▶ [WHAT TO DO] Transcribe only part of the material below: the lines from the one containing "filename crates/core/src/logging.rs" through the one containing "every level: the", inclusive, exactly as written.
GIVEN DATA section start
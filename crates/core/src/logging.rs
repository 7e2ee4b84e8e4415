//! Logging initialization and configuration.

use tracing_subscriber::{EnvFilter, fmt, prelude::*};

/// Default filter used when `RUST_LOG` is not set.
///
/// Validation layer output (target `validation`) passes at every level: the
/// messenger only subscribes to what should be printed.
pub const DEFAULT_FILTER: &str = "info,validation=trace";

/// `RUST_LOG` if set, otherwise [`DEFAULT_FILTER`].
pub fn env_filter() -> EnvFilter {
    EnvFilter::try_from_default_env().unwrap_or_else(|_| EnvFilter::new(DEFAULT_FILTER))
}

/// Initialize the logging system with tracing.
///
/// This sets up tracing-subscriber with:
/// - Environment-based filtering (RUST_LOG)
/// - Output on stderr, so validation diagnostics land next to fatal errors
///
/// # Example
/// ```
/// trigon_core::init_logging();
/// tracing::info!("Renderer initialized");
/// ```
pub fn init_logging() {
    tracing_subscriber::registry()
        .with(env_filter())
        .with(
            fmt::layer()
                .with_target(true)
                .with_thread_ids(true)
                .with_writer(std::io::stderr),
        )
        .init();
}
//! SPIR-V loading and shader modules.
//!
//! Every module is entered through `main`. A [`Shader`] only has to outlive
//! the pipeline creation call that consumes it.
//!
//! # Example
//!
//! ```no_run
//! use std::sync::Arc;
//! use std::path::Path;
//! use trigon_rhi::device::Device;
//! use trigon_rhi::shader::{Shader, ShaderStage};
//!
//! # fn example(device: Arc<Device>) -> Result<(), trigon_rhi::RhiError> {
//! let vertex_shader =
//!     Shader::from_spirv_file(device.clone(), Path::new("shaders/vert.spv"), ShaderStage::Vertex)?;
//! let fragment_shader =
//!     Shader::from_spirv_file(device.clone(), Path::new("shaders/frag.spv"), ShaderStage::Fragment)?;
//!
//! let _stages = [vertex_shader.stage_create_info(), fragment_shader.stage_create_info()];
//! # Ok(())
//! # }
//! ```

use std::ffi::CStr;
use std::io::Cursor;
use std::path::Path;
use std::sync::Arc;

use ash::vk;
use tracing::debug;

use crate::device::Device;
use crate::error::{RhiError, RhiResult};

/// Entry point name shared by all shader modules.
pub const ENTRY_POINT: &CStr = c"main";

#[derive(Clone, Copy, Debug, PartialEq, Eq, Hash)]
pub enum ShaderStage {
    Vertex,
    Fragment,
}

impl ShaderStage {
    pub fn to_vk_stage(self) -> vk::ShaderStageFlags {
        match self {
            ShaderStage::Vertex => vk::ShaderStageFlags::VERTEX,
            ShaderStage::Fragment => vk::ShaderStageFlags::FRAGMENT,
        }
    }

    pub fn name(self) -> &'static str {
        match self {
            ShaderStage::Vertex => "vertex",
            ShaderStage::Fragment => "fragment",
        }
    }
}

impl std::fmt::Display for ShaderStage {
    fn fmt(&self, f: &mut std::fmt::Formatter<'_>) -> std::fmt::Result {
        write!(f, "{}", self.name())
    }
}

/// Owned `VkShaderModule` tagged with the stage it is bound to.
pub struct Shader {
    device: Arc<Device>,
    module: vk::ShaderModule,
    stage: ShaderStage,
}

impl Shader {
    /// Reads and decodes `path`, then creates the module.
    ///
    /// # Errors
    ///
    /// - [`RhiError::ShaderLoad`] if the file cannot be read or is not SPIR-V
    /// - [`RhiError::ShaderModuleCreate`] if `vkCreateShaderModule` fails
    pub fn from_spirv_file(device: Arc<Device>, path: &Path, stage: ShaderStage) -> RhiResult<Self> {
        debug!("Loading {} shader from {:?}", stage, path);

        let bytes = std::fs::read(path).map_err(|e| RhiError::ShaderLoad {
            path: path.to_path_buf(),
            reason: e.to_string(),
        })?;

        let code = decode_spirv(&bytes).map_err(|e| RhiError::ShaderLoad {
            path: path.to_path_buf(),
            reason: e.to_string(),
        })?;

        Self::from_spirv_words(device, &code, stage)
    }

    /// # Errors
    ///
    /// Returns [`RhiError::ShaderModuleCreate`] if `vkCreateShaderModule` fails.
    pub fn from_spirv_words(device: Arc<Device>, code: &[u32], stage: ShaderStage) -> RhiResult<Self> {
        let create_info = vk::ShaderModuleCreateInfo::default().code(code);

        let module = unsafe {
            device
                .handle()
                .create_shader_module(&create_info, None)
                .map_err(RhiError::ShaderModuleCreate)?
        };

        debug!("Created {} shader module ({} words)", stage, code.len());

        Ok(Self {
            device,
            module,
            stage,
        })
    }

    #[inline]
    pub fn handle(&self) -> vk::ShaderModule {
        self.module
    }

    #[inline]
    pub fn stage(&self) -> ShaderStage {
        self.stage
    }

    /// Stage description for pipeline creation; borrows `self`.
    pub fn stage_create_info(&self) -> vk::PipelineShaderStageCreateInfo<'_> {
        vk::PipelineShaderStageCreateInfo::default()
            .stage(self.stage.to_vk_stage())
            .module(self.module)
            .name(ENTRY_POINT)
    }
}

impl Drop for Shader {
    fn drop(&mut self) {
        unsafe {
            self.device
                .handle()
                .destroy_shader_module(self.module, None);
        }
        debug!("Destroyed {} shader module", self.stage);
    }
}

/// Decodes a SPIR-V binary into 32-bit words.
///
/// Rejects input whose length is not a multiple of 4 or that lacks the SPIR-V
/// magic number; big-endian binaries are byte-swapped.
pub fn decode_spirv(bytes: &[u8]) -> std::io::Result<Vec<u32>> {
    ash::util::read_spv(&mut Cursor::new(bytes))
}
GIVEN DATA section end
GIVEN DATA section start
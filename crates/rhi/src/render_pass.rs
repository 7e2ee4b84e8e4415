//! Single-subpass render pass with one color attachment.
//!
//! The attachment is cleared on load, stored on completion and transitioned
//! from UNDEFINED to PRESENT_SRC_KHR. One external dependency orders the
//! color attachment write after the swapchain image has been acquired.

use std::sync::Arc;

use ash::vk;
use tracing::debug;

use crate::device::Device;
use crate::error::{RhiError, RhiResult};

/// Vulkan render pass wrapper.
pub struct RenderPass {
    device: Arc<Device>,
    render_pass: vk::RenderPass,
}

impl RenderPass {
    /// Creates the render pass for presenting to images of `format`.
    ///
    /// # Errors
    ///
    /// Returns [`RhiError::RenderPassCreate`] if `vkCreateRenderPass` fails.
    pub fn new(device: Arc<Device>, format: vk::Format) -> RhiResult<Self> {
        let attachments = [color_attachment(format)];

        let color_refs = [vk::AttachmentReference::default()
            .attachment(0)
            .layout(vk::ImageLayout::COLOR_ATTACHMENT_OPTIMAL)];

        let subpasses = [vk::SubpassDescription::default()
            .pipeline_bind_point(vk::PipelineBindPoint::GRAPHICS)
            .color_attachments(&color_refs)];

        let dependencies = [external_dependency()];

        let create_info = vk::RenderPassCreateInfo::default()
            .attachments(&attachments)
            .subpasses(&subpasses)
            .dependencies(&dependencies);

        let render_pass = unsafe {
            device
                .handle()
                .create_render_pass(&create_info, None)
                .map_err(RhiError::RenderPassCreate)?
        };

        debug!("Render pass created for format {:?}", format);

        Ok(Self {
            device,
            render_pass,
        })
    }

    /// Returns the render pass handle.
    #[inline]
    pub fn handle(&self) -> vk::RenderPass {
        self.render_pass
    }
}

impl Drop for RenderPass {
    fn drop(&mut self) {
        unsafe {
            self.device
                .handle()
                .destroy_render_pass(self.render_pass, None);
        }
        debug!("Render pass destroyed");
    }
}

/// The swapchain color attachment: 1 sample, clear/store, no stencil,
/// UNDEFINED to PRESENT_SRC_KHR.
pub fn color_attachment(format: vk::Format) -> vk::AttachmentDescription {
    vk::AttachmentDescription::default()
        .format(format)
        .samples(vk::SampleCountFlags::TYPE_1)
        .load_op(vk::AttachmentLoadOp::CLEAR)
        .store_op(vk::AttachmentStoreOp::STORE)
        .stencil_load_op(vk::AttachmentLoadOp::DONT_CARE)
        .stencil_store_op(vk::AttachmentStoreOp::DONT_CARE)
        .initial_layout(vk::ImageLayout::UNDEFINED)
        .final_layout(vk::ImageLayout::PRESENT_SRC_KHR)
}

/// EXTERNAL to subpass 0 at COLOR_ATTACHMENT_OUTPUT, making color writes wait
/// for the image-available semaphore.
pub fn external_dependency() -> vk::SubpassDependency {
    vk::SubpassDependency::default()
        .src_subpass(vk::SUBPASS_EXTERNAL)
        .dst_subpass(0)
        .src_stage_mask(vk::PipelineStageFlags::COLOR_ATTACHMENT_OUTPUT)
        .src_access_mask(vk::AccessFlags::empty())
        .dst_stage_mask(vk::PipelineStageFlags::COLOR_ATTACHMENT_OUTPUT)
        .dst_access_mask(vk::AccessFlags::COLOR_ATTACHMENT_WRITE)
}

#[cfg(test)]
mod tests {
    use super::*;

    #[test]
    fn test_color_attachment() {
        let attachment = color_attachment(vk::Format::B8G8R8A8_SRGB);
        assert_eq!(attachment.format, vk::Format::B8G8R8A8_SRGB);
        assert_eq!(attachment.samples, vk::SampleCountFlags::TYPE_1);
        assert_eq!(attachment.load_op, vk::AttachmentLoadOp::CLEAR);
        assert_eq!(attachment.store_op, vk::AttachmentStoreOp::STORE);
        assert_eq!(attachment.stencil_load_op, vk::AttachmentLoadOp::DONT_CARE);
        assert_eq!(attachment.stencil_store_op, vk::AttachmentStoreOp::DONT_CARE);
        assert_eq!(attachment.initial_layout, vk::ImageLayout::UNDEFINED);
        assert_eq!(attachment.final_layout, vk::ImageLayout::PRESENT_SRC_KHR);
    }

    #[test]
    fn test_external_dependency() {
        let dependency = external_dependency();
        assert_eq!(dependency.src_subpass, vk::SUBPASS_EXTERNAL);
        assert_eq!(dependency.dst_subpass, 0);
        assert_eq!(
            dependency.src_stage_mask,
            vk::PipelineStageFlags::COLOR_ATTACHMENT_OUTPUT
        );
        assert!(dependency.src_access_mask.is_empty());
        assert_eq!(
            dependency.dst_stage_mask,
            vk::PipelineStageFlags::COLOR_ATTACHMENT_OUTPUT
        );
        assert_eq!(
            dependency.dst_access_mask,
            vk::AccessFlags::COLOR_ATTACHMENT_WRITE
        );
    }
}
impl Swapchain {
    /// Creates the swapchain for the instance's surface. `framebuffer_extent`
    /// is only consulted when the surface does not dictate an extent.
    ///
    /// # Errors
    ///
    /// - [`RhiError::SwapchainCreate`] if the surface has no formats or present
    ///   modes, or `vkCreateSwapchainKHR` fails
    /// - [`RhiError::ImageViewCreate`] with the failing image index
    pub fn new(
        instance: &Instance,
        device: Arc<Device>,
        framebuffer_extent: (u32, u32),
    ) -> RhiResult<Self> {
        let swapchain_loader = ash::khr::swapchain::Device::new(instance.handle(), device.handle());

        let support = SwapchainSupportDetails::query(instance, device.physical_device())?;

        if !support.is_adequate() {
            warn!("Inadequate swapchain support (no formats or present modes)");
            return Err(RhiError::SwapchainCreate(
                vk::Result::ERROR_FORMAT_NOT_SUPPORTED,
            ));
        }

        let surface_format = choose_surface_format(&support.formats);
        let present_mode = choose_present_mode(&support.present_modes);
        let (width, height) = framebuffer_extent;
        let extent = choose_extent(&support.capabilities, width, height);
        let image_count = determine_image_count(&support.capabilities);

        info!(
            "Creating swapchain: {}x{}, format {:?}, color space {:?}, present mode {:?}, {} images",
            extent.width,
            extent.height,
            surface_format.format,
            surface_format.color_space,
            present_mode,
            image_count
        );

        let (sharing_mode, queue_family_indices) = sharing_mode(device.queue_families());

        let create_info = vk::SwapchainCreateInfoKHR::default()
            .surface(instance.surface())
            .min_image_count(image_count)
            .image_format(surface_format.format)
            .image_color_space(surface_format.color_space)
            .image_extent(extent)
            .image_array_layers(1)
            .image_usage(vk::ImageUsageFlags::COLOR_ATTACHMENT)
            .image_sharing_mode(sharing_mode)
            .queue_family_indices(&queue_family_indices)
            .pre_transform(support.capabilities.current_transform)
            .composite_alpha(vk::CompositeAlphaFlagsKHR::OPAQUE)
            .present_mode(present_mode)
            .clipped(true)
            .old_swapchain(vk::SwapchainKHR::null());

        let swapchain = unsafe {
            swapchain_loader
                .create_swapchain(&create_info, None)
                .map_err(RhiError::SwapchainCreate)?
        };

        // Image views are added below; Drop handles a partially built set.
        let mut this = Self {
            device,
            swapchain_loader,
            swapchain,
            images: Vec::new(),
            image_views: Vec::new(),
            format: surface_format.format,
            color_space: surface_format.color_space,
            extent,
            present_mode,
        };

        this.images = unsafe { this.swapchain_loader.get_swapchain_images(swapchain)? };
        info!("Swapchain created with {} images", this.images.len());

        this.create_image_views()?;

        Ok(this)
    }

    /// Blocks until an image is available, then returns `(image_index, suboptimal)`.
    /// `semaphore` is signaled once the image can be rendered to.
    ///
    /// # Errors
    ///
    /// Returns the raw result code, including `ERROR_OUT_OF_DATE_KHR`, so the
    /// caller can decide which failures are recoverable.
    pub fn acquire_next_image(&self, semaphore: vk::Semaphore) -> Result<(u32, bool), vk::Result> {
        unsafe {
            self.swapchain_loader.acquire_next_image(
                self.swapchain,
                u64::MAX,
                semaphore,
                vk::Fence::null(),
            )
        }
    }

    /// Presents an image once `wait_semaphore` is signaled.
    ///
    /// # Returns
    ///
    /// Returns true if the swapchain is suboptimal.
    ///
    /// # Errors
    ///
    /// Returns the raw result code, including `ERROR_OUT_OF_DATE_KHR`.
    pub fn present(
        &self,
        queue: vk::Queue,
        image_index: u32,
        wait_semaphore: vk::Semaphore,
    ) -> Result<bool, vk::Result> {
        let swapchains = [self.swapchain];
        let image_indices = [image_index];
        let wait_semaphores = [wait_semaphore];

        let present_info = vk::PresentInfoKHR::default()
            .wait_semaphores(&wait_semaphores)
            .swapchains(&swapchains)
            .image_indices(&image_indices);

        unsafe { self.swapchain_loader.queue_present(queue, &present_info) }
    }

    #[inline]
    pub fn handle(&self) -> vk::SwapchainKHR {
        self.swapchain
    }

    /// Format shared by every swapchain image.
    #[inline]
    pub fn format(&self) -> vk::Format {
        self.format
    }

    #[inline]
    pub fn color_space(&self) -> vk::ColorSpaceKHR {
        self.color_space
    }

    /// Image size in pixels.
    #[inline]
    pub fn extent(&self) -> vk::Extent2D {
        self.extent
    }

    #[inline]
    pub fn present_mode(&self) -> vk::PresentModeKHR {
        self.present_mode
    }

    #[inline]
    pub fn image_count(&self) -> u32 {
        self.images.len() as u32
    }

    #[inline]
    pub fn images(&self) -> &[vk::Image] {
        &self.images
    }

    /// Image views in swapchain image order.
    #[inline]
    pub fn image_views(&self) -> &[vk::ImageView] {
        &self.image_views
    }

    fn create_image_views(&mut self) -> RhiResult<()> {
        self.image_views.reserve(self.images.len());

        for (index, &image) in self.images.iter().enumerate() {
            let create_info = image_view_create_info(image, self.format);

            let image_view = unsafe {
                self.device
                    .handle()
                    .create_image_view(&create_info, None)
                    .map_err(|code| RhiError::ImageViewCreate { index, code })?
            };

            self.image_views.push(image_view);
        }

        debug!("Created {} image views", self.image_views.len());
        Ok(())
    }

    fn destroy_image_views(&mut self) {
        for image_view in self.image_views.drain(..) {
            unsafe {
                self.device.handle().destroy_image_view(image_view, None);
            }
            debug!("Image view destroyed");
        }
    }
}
GIVEN DATA section end
GIVEN DATA section start
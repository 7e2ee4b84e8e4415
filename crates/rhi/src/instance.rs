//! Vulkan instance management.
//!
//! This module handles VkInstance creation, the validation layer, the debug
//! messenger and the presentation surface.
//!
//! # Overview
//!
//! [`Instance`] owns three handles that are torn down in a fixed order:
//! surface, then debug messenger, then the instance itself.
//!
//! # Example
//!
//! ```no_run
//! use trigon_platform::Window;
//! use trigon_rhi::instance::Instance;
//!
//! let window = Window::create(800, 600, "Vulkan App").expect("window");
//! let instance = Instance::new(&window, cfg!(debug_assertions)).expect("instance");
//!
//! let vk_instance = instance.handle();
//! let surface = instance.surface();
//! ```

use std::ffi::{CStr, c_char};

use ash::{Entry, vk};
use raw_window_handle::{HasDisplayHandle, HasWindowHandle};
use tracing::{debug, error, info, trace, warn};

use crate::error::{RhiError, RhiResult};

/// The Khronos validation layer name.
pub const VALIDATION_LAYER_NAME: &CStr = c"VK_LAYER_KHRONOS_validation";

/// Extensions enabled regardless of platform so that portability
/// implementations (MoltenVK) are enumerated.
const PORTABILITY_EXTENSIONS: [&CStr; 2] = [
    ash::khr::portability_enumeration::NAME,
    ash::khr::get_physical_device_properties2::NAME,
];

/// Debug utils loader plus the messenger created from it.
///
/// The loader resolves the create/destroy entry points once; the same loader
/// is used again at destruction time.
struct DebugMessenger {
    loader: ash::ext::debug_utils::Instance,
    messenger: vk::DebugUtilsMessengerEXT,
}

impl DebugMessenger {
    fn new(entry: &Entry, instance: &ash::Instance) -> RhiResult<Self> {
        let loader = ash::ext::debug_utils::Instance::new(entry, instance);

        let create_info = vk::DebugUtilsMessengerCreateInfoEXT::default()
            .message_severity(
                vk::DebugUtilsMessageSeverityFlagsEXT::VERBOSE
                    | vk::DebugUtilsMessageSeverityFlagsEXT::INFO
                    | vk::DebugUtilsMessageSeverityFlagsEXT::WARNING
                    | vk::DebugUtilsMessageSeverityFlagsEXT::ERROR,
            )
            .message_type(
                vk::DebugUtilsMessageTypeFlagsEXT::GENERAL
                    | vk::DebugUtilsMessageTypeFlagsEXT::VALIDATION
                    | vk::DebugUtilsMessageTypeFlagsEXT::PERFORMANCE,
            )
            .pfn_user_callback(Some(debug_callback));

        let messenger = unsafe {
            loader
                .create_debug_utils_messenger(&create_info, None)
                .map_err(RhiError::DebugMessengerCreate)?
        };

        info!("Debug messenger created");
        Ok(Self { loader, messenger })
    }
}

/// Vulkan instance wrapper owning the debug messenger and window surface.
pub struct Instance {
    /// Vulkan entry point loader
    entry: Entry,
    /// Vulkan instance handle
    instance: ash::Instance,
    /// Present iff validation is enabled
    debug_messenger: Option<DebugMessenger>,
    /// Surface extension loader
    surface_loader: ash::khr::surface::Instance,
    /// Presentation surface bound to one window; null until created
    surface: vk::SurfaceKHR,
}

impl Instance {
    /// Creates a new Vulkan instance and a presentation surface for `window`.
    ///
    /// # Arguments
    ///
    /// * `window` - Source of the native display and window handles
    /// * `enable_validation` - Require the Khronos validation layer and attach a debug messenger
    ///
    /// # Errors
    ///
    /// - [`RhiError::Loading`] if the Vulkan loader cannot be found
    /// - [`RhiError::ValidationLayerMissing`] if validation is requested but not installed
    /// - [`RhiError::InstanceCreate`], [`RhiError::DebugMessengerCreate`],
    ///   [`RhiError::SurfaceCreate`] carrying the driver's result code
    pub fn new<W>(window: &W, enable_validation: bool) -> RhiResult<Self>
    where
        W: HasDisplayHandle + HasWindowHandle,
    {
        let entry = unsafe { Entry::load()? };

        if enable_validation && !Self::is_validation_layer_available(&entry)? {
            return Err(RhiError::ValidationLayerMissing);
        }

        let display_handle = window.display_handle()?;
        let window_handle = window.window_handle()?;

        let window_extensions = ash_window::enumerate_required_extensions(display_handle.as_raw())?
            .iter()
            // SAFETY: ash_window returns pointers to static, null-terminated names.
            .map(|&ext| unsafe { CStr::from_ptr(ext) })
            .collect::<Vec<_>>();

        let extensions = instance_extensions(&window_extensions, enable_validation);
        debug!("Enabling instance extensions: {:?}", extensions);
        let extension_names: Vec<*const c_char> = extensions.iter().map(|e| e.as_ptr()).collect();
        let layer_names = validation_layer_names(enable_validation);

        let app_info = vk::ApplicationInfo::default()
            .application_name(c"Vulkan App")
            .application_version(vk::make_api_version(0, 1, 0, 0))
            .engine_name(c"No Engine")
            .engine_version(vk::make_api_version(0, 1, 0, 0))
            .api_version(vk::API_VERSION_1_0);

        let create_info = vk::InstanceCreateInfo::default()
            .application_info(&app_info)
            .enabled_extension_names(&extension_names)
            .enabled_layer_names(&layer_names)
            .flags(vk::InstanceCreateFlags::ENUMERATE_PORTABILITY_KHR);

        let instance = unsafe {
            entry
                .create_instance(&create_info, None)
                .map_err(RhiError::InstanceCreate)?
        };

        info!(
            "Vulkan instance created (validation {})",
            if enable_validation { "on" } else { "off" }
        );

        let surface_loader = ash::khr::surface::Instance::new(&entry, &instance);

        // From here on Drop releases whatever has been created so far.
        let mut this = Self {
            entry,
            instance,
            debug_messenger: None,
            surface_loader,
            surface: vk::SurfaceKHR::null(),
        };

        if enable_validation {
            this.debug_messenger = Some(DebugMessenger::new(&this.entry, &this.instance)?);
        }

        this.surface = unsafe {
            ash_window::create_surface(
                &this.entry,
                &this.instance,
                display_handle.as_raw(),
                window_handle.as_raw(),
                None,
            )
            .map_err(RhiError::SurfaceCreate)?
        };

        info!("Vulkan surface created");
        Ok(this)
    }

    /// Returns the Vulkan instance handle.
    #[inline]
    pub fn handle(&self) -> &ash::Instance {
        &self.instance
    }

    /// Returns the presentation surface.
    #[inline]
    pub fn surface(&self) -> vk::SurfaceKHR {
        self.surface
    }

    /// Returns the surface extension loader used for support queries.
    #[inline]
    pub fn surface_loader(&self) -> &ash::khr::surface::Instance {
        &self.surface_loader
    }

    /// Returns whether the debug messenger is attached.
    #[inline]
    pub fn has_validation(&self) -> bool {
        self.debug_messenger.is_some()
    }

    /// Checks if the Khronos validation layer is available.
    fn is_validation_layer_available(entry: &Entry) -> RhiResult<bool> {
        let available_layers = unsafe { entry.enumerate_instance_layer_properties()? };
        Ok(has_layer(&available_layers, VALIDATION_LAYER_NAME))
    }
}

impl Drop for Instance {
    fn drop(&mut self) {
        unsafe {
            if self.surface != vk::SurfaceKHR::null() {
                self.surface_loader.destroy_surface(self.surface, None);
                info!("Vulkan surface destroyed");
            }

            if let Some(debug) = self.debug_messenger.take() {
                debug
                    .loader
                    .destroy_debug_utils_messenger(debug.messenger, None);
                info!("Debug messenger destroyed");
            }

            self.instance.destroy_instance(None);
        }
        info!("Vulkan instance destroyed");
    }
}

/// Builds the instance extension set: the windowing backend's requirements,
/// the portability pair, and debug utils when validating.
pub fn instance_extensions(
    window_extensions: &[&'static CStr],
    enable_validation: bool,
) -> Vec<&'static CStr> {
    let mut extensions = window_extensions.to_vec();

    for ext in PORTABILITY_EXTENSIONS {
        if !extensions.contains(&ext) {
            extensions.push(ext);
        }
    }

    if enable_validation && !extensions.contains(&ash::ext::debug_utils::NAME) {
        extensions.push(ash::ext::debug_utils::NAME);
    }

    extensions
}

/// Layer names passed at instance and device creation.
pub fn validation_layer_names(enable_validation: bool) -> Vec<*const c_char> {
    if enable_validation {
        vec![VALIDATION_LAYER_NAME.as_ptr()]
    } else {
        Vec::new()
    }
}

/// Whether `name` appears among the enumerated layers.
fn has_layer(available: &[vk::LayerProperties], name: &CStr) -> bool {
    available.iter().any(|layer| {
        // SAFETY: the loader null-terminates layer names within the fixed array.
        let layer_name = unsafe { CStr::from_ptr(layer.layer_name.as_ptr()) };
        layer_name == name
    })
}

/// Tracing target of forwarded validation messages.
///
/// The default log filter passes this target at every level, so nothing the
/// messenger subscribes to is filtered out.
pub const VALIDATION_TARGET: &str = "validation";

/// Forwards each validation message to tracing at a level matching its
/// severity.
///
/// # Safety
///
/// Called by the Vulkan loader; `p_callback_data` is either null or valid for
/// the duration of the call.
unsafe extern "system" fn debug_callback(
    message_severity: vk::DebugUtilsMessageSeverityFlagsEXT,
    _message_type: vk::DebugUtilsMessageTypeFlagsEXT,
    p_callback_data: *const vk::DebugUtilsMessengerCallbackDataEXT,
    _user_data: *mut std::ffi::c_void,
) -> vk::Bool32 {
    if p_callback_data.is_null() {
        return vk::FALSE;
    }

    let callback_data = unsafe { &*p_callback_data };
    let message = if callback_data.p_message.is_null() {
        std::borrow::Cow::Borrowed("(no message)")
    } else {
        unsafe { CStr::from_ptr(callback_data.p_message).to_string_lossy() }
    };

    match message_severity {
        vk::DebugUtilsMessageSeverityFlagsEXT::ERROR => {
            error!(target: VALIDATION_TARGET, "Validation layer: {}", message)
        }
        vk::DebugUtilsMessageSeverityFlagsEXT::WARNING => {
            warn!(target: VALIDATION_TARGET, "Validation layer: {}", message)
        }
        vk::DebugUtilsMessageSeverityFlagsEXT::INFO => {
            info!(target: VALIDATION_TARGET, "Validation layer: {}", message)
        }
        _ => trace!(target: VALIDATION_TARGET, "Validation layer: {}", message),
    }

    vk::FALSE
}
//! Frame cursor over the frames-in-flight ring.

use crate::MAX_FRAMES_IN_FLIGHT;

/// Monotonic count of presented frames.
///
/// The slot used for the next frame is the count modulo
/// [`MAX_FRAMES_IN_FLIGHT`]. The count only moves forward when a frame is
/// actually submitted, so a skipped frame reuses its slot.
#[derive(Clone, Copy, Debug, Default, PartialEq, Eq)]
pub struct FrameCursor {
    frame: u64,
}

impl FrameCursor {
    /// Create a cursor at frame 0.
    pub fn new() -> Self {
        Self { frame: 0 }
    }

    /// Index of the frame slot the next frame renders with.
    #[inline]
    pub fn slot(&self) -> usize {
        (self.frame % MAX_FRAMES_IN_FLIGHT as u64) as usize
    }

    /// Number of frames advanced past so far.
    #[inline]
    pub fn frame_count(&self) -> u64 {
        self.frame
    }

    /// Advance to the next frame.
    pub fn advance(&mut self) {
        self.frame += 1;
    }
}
GIVEN DATA section end
▶ [TASK RESPONSE]
filename crates/core/src/logging.rs
repository 7e2ee4b84e8e4415
//! Logging initialization and configuration.

use tracing_subscriber::{EnvFilter, fmt, prelude::*};

/// Default filter used when `RUST_LOG` is not set.
///
/// Validation layer output (target `validation`) passes at every level: the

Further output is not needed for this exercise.